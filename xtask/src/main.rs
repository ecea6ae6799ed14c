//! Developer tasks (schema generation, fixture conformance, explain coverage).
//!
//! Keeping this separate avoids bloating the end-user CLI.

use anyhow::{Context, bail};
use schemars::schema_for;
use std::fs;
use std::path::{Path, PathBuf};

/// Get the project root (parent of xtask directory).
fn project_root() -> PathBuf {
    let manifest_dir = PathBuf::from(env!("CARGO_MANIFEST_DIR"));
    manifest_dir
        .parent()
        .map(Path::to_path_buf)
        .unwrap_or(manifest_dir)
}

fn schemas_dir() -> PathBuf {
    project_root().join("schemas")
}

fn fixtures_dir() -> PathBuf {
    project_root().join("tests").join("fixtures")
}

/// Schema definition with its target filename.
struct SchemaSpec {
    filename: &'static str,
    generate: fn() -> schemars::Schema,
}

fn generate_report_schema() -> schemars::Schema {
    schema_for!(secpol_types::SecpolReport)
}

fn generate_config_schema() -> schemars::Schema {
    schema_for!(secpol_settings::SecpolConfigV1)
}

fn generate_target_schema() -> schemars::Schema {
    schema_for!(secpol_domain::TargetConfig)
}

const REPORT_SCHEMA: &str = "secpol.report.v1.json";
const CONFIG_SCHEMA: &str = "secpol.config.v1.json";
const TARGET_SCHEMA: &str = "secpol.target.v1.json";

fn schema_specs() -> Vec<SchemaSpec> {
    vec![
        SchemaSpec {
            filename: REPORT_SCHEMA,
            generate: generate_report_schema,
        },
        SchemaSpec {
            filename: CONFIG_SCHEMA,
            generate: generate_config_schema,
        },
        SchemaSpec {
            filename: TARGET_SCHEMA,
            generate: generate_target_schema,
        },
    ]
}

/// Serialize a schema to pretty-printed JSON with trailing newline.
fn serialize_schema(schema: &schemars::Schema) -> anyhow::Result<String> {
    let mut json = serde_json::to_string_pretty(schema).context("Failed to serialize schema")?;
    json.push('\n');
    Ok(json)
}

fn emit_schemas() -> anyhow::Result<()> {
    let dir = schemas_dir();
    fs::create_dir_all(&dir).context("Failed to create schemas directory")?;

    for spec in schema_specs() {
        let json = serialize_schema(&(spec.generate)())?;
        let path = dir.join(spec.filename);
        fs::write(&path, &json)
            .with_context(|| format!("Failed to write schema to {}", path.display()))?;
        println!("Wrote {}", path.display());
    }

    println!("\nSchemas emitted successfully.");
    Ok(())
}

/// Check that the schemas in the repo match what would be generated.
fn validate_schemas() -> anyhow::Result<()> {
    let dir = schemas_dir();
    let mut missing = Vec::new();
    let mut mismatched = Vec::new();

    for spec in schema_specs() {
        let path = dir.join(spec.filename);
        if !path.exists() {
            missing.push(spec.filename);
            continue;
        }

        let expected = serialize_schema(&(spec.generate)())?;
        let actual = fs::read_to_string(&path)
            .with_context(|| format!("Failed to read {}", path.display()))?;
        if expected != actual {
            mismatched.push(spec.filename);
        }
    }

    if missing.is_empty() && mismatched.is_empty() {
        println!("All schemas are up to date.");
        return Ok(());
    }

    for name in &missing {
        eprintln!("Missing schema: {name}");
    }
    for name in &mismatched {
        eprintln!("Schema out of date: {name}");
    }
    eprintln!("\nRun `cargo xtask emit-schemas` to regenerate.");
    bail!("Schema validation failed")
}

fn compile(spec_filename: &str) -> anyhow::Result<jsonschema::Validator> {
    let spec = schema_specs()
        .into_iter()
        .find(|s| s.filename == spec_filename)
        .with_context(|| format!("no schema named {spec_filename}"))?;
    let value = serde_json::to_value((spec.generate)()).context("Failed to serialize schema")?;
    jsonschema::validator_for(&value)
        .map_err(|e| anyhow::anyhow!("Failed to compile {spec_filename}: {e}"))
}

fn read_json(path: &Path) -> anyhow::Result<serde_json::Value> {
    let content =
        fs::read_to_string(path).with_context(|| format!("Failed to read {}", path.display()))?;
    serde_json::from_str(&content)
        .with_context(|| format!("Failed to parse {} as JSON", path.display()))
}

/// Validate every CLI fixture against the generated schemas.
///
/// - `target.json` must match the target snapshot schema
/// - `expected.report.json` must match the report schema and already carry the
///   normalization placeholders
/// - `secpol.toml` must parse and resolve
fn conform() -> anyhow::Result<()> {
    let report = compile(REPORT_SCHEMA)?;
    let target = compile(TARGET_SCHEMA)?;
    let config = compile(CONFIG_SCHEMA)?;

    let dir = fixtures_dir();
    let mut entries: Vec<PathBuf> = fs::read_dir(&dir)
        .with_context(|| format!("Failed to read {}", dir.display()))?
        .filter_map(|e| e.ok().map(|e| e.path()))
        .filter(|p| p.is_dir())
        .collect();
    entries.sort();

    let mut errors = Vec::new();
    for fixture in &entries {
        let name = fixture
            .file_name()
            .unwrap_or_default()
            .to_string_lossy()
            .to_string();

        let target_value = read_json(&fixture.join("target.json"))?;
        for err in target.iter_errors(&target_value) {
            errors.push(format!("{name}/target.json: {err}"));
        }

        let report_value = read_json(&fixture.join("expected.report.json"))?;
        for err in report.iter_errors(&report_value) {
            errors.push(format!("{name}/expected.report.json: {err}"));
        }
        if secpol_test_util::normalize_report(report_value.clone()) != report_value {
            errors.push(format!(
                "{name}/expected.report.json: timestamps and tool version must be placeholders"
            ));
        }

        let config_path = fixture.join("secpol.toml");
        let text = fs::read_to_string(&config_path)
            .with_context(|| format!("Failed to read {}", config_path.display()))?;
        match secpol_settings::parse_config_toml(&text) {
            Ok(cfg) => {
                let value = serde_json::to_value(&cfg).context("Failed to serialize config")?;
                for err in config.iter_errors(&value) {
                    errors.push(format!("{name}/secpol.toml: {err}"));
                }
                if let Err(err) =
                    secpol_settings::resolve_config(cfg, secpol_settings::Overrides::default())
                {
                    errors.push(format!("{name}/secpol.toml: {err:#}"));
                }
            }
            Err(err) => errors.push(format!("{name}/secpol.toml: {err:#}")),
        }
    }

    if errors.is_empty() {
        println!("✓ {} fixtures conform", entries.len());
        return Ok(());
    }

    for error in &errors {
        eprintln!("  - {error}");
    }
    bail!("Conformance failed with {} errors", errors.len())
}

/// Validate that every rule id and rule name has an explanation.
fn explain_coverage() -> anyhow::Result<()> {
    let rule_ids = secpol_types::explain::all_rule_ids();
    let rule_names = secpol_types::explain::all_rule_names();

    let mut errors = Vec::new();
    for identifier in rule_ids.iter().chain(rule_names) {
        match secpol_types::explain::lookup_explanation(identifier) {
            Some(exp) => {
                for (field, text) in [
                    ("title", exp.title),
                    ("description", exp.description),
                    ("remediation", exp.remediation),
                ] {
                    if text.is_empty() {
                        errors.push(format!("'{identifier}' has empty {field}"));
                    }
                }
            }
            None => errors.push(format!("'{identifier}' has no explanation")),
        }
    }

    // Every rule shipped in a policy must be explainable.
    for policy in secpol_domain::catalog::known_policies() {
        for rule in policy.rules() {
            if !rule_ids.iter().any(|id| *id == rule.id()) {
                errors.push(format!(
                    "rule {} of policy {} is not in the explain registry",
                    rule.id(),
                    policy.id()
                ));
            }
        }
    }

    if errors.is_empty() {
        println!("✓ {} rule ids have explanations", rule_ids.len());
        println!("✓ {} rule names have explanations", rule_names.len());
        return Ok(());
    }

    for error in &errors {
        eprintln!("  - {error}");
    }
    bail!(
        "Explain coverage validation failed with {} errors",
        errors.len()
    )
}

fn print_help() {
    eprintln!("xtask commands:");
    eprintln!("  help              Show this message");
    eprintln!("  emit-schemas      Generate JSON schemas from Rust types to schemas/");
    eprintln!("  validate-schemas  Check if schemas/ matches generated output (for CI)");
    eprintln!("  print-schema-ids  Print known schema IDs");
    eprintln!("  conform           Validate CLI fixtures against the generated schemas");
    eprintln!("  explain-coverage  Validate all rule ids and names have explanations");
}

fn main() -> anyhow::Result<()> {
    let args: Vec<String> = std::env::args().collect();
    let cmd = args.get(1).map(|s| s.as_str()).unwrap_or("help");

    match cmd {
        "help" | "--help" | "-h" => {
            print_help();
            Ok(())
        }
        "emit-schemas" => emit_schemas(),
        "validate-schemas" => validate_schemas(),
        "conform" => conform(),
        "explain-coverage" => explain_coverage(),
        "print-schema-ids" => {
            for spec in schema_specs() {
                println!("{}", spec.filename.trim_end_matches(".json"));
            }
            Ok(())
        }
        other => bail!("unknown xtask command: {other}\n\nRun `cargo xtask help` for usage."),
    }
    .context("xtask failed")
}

==

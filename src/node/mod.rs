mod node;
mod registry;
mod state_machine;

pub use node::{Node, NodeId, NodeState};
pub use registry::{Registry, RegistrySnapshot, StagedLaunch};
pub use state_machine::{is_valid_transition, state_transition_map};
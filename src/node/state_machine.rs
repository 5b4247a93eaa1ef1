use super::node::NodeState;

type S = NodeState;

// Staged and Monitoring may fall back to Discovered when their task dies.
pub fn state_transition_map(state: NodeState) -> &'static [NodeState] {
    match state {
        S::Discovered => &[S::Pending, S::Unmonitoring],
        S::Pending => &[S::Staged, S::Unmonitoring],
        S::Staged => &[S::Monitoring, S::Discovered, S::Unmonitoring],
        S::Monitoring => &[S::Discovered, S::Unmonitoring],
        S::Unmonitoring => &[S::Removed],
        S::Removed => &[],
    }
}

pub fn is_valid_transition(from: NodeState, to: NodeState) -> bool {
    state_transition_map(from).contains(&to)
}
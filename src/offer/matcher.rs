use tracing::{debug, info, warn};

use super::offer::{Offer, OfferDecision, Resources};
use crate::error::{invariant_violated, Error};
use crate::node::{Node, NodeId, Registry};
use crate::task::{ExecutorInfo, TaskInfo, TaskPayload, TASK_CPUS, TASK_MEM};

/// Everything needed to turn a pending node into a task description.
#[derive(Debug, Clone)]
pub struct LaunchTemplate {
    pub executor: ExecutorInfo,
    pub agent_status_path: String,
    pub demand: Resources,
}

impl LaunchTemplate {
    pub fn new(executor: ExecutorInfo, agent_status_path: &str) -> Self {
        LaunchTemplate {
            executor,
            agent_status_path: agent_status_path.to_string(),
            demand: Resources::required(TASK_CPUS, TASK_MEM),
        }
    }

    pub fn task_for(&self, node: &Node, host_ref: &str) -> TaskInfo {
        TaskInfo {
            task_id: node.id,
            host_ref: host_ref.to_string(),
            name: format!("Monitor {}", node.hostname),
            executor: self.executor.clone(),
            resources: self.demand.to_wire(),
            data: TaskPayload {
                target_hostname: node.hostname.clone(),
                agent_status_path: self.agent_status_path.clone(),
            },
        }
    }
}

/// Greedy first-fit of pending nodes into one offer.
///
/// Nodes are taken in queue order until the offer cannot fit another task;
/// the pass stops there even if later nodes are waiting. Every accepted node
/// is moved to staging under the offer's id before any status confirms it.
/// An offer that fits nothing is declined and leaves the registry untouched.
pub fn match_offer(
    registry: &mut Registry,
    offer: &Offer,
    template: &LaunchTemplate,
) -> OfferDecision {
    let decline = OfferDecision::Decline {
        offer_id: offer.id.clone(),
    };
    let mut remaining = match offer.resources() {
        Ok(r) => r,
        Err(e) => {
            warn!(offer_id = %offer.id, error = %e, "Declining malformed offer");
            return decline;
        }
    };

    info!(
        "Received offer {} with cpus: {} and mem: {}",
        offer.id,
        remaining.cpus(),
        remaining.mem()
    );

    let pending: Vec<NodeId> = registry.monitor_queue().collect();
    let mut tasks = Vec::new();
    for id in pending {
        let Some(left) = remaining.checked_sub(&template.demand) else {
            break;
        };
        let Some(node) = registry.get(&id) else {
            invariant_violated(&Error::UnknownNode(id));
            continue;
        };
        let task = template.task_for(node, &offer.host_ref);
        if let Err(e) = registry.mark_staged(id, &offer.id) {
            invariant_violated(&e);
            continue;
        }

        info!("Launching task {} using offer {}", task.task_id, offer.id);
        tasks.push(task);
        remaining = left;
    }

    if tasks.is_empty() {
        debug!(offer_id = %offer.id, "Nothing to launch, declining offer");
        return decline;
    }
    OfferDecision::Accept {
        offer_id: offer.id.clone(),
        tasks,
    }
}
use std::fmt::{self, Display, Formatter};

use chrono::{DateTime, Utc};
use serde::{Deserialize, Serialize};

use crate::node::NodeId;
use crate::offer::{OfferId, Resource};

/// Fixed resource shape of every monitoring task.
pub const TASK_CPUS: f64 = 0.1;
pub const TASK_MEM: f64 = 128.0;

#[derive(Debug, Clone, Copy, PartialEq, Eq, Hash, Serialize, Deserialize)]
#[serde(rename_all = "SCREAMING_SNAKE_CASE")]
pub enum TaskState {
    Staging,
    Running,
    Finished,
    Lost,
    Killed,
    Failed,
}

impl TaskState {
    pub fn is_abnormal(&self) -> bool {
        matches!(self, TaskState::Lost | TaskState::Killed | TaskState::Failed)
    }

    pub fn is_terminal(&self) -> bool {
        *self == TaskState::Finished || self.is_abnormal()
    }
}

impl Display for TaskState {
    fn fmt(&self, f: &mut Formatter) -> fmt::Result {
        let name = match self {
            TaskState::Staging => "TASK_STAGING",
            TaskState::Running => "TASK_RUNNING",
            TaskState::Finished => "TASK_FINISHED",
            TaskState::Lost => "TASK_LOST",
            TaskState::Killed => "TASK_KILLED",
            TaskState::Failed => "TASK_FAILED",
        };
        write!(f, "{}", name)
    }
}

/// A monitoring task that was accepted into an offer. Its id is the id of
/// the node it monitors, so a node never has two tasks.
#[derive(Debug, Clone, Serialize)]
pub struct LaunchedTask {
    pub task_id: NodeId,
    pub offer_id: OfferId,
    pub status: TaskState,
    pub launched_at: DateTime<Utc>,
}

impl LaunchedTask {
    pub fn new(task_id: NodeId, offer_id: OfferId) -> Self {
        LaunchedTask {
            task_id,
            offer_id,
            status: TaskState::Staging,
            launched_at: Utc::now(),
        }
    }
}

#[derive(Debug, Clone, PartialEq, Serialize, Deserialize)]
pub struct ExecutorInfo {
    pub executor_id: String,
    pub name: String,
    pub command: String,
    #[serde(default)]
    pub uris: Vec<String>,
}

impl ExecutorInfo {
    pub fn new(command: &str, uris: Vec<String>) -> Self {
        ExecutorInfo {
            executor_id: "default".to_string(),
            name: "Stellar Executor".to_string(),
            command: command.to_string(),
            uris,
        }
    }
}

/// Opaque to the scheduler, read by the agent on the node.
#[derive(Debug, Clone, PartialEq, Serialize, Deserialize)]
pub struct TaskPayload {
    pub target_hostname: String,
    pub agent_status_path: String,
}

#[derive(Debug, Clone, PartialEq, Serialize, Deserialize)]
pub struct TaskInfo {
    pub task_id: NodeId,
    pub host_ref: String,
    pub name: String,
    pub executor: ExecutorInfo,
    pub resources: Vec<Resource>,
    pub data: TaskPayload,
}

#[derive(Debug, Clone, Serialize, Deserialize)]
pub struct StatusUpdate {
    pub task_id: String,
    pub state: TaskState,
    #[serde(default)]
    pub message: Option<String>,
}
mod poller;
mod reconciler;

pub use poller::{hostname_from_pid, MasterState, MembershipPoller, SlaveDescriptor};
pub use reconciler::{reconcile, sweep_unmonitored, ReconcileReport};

* * *

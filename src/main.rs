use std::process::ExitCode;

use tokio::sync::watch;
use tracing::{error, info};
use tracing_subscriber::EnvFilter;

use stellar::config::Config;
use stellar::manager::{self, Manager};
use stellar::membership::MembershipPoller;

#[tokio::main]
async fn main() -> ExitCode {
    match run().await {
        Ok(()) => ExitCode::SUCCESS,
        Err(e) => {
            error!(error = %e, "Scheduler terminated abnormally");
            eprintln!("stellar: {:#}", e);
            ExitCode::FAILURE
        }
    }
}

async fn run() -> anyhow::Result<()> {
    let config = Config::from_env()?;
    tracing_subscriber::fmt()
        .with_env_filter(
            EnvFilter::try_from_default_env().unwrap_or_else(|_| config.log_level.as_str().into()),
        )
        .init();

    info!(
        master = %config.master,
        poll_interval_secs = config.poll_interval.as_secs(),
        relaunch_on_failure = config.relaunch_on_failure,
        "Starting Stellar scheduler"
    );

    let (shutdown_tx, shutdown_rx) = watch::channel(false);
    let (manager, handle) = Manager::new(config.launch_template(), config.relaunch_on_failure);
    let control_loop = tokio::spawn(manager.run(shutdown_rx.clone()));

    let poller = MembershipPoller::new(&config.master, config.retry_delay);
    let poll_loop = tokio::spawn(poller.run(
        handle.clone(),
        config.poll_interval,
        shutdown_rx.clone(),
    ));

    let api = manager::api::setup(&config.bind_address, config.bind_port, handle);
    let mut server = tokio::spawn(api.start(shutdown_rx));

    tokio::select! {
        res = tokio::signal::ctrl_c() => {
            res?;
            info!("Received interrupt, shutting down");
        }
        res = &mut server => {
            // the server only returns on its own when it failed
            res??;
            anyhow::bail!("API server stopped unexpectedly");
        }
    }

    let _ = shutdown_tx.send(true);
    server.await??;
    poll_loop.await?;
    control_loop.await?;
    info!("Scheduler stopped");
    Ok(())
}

=== What this task involves ===
Every line in the records above with "remaining" in it adds one to the count; give that count and nothing else.

=== Response to the task ===
5